■ ASSIGNED TASK:
Restate the last part of the records below word for word, beginning at the line with "for file in" and ending at the final line.

■ MATERIAL FOR THE TASK:
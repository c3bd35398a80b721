//! Static Chart Renderer
//! Writes bar and box charts as PNG files using plotters' bitmap backend.
//!
//! Layout for both charts:
//! 1. Title centered on top
//! 2. Industries along the x-axis, labels rotated 90 degrees
//! 3. Net worth on the y-axis with a horizontal grid

use crate::charts::{BarChart, BoxChart, ChartError, ChartSurface};
use plotters::prelude::*;
use std::fs;
use std::path::{Path, PathBuf};

pub const BAR_CHART_FILE: &str = "industry_avg_net_worth.png";
pub const BOX_CHART_FILE: &str = "net_worth_distribution_by_industry.png";

// Colors
const BAR_COLOR: RGBColor = RGBColor(91, 155, 213);
const BOX_COLOR: RGBColor = RGBColor(237, 125, 49);
const POINT_COLOR: RGBColor = RGBColor(112, 173, 71);

/// Matches a 10x6 inch figure at 100 DPI.
const CANVAS: (u32, u32) = (1000, 600);
const X_LABEL_AREA: u32 = 160;
const Y_LABEL_AREA: u32 = 80;

fn render_err(e: impl std::fmt::Display) -> ChartError {
    ChartError::Render(e.to_string())
}

fn segment_label(value: &SegmentValue<&String>) -> String {
    match value {
        SegmentValue::Exact(label) | SegmentValue::CenterOf(label) => label.to_string(),
        SegmentValue::Last => String::new(),
    }
}

/// Renders charts into PNG files under an output directory.
pub struct PngSurface {
    out_dir: PathBuf,
    size: (u32, u32),
}

impl PngSurface {
    pub fn new(out_dir: impl Into<PathBuf>) -> Self {
        Self {
            out_dir: out_dir.into(),
            size: CANVAS,
        }
    }

    fn target(&self, file_name: &str) -> Result<PathBuf, ChartError> {
        fs::create_dir_all(&self.out_dir)?;
        Ok(self.out_dir.join(file_name))
    }

    /// Y-range padded by 15% of the span on each side.
    ///
    /// A single repeated value is padded by 15% of its magnitude instead.
    fn value_range(values: impl Iterator<Item = f64>) -> (f64, f64) {
        let mut min = f64::INFINITY;
        let mut max = f64::NEG_INFINITY;
        for v in values.filter(|v| v.is_finite()) {
            min = min.min(v);
            max = max.max(v);
        }
        if min.is_infinite() {
            return (0.0, 1.0);
        }
        let span = max - min;
        let magnitude = min.abs().max(max.abs());
        let pad = if span > 0.0 {
            span * 0.15
        } else if magnitude > 0.0 {
            magnitude * 0.15
        } else {
            1.0
        };
        (min - pad, max + pad)
    }

    /// Bars grow from zero, so the range always includes it.
    fn bar_range(values: impl Iterator<Item = f64>) -> (f64, f64) {
        let (low, high) = Self::value_range(values);
        (low.min(0.0), high.max(0.0))
    }
}

impl ChartSurface for PngSurface {
    fn draw_bar(&mut self, chart: &BarChart) -> Result<Option<PathBuf>, ChartError> {
        let path = self.target(BAR_CHART_FILE)?;
        Self::render_bar(&path, self.size, chart)?;
        log::info!("wrote {}", path.display());
        Ok(Some(path))
    }

    fn draw_box(&mut self, chart: &BoxChart) -> Result<Option<PathBuf>, ChartError> {
        let path = self.target(BOX_CHART_FILE)?;
        Self::render_box(&path, self.size, chart)?;
        log::info!("wrote {}", path.display());
        Ok(Some(path))
    }
}

impl PngSurface {
    fn render_bar(path: &Path, size: (u32, u32), chart: &BarChart) -> Result<(), ChartError> {
        let labels: Vec<String> = chart.bars.iter().map(|(label, _)| label.clone()).collect();
        let (bottom, top) = Self::bar_range(chart.bars.iter().map(|(_, v)| *v));

        let root = BitMapBackend::new(path, size).into_drawing_area();
        root.fill(&WHITE).map_err(render_err)?;

        let mut ctx = ChartBuilder::on(&root)
            .caption(&chart.title, ("sans-serif", 24))
            .margin(15)
            .x_label_area_size(X_LABEL_AREA)
            .y_label_area_size(Y_LABEL_AREA)
            .build_cartesian_2d(labels[..].into_segmented(), bottom..top)
            .map_err(render_err)?;

        ctx.configure_mesh()
            .disable_x_mesh()
            .x_labels(labels.len())
            .x_label_formatter(&|v| segment_label(v))
            .x_label_style(
                ("sans-serif", 13)
                    .into_font()
                    .transform(FontTransform::Rotate90),
            )
            .y_desc(&chart.y_label)
            .draw()
            .map_err(render_err)?;

        ctx.draw_series(
            Histogram::vertical(&ctx)
                .style(BAR_COLOR.filled())
                .margin(6)
                .data(
                    labels
                        .iter()
                        .zip(chart.bars.iter().map(|(_, v)| *v))
                        .filter(|(_, v)| v.is_finite()),
                ),
        )
        .map_err(render_err)?;

        root.present().map_err(render_err)
    }

    fn render_box(path: &Path, size: (u32, u32), chart: &BoxChart) -> Result<(), ChartError> {
        let labels: Vec<String> = chart.boxes.iter().map(|(label, _)| label.clone()).collect();
        let (low, high) =
            Self::value_range(chart.boxes.iter().flat_map(|(_, values)| values.iter().copied()));

        let root = BitMapBackend::new(path, size).into_drawing_area();
        root.fill(&WHITE).map_err(render_err)?;

        // Boxplot elements are drawn in f32 coordinates
        let mut ctx = ChartBuilder::on(&root)
            .caption(&chart.title, ("sans-serif", 24))
            .margin(15)
            .x_label_area_size(X_LABEL_AREA)
            .y_label_area_size(Y_LABEL_AREA)
            .build_cartesian_2d(labels[..].into_segmented(), low as f32..high as f32)
            .map_err(render_err)?;

        ctx.configure_mesh()
            .disable_x_mesh()
            .x_labels(labels.len())
            .x_label_formatter(&|v| segment_label(v))
            .x_label_style(
                ("sans-serif", 13)
                    .into_font()
                    .transform(FontTransform::Rotate90),
            )
            .y_desc(&chart.y_label)
            .draw()
            .map_err(render_err)?;

        ctx.draw_series(labels.iter().zip(chart.boxes.iter()).map(|(label, (_, values))| {
            let quartiles = Quartiles::new(values.as_slice());
            Boxplot::new_vertical(SegmentValue::CenterOf(label), &quartiles)
                .width(24)
                .whisker_width(0.5)
                .style(BOX_COLOR)
        }))
        .map_err(render_err)?;

        // Raw values on top of each box
        ctx.draw_series(
            labels
                .iter()
                .zip(chart.boxes.iter())
                .flat_map(|(label, (_, values))| {
                    values.iter().map(move |v| {
                        Circle::new(
                            (SegmentValue::CenterOf(label), *v as f32),
                            2,
                            POINT_COLOR.mix(0.6).filled(),
                        )
                    })
                }),
        )
        .map_err(render_err)?;

        root.present().map_err(render_err)
    }
}

#[cfg(test)]
mod tests {
    use super::*;
    use crate::charts::ChartPlotter;
    use crate::stats::{IndustryAverage, IndustryAverages, IndustryDistribution};
    use std::collections::BTreeMap;

    #[test]
    fn value_range_pads_both_sides() {
        let (low, high) = PngSurface::value_range([100.0, 200.0].into_iter());
        assert_eq!(low, 85.0);
        assert_eq!(high, 215.0);
    }

    #[test]
    fn value_range_ignores_nan_and_defaults() {
        assert_eq!(PngSurface::value_range([f64::NAN].into_iter()), (0.0, 1.0));
        assert_eq!(PngSurface::value_range([0.0].into_iter()), (-1.0, 1.0));
        let (low, high) = PngSurface::value_range([5.0, f64::NAN].into_iter());
        assert_eq!((low, high), (4.25, 5.75));
    }

    #[test]
    fn value_range_scales_with_small_spans() {
        let (low, high) = PngSurface::value_range([0.2, 0.3].into_iter());
        assert!((low - 0.185).abs() < 1e-12);
        assert!((high - 0.315).abs() < 1e-12);
    }

    #[test]
    fn bar_range_includes_zero() {
        assert_eq!(PngSurface::bar_range([10.0, 20.0].into_iter()), (0.0, 21.5));
        assert_eq!(PngSurface::bar_range([-50.0, 100.0].into_iter()), (-72.5, 122.5));
        let (low, high) = PngSurface::bar_range([-5.0, -1.0].into_iter());
        assert!((low + 5.6).abs() < 1e-12);
        assert_eq!(high, 0.0);
    }

    #[test]
    fn writes_both_chart_files() {
        let dir = tempfile::tempdir().unwrap();
        let mut surface = PngSurface::new(dir.path());

        let averages = IndustryAverages(vec![
            IndustryAverage {
                industry: "Finance".into(),
                count: 1,
                mean: 200.0,
            },
            IndustryAverage {
                industry: "Retail".into(),
                count: 1,
                mean: -20.0,
            },
            IndustryAverage {
                industry: "Tech".into(),
                count: 2,
                mean: 125.0,
            },
        ]);
        let mut groups = BTreeMap::new();
        groups.insert("Finance".to_string(), vec![200.0]);
        groups.insert("Retail".to_string(), vec![-20.0]);
        groups.insert("Tech".to_string(), vec![100.0, 150.0]);

        let bar = ChartPlotter::plot_industry_average(
            &mut surface,
            &averages,
            "Net Worth (in billions)",
        )
        .unwrap();
        let boxes = ChartPlotter::plot_distribution_by_industry(
            &mut surface,
            &IndustryDistribution(groups),
            "Net Worth (in billions)",
        )
        .unwrap();

        assert_eq!(bar, Some(dir.path().join(BAR_CHART_FILE)));
        assert_eq!(boxes, Some(dir.path().join(BOX_CHART_FILE)));
        for file in [BAR_CHART_FILE, BOX_CHART_FILE] {
            let meta = fs::metadata(dir.path().join(file)).unwrap();
            assert!(meta.len() > 0, "{file} is empty");
        }
    }

    #[test]
    fn target_creates_output_directory() {
        let dir = tempfile::tempdir().unwrap();
        let surface = PngSurface::new(dir.path().join("charts"));
        let path = surface.target(BAR_CHART_FILE).unwrap();
        assert!(dir.path().join("charts").is_dir());
        assert_eq!(path.file_name().unwrap(), BAR_CHART_FILE);
    }
}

■ WORKED SOLUTION:
        for file in [BAR_CHART_FILE, BOX_CHART_FILE] {
            let meta = fs::metadata(dir.path().join(file)).unwrap();
            assert!(meta.len() > 0, "{file} is empty");
        }
    }

    #[test]
    fn target_creates_output_directory() {
        let dir = tempfile::tempdir().unwrap();
        let surface = PngSurface::new(dir.path().join("charts"));
        let path = surface.target(BAR_CHART_FILE).unwrap();
        assert!(dir.path().join("charts").is_dir());
        assert_eq!(path.file_name().unwrap(), BAR_CHART_FILE);
    }
}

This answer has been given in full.